Stored data entries:
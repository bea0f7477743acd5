// Copyright (c) Microsoft Corporation.
// Licensed under the MIT License.

#![cfg_attr(coverage_nightly, feature(coverage_attribute))]
#![cfg_attr(docsrs, feature(doc_cfg))]

//! Buffered stream I/O for line-oriented and record-oriented protocols.
//!
//! This crate layers buffering over a blocking byte [`Transport`] such as a TCP or Unix socket:
//!
//! * [`BufferedReader`] accumulates incoming bytes and serves delimiter-terminated lines, exact
//!   byte counts, whatever happens to be available, or single bytes. Every read accepts an optional
//!   timeout that bounds each individual transport call.
//! * [`BufferedWriter`] collects outgoing bytes and formatted text and hands them to the transport
//!   in as few writes as possible, flushing automatically once a configurable amount is buffered.
//!
//! Both sit on a [`StreamBuffer`][buffer::StreamBuffer], a growable byte region that is consumed
//! from the front and filled at the back. The reader and writer own their buffer and never expose
//! it; protocol code works only with their operations and the slices they return.
//!
//! Timeouts, interruptions and transport failures surface as [`Error`] values and are never
//! retried internally. Buffered data survives every failure, so an operation can simply be
//! repeated.
//!
//! # Example
//!
//! ```no_run
//! use std::net::TcpStream;
//! use std::time::Duration;
//!
//! use bufstream::{BufferedReader, BufferedWriter, ReadOutcome};
//!
//! # fn main() -> Result<(), Box<dyn std::error::Error>> {
//! let socket = TcpStream::connect("127.0.0.1:25")?;
//! let mut reader = BufferedReader::new(&socket);
//! let mut writer = BufferedWriter::new(&socket);
//!
//! if let ReadOutcome::Data(greeting) = reader.read_line(b"\r\n", Some(Duration::from_secs(30)))? {
//!     println!("server says {}", String::from_utf8_lossy(greeting));
//! }
//!
//! writer.printf(format_args!("EHLO {}\r\n", "client.example.com"))?;
//! # Ok(())
//! # }
//! ```
//!
//! The `test-util` feature enables `FakeTransport`, a scripted in-memory transport for
//! testing code built on these types. It lives in the `testing` module.

pub mod buffer;
mod error;
mod reader;
mod transport;
mod writer;

pub use buffer::StreamBuffer;
pub use error::{Error, ErrorKind, Result};
pub use reader::{BufferedReader, BufferedReaderBuilder, DEFAULT_READ_AHEAD, ReadOutcome};
pub use transport::Transport;
pub use writer::{BufferedWriter, BufferedWriterBuilder, DEFAULT_FLUSH_LIMIT};

#[cfg(any(test, feature = "test-util"))]
pub mod testing;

**WHAT IS EXPECTED**: Reproduce each line of the records in which the string "code" appears.

**ANSWER**:
//! it; protocol code works only with their operations and the slices they return.
//! testing code built on these types. It lives in the `testing` module.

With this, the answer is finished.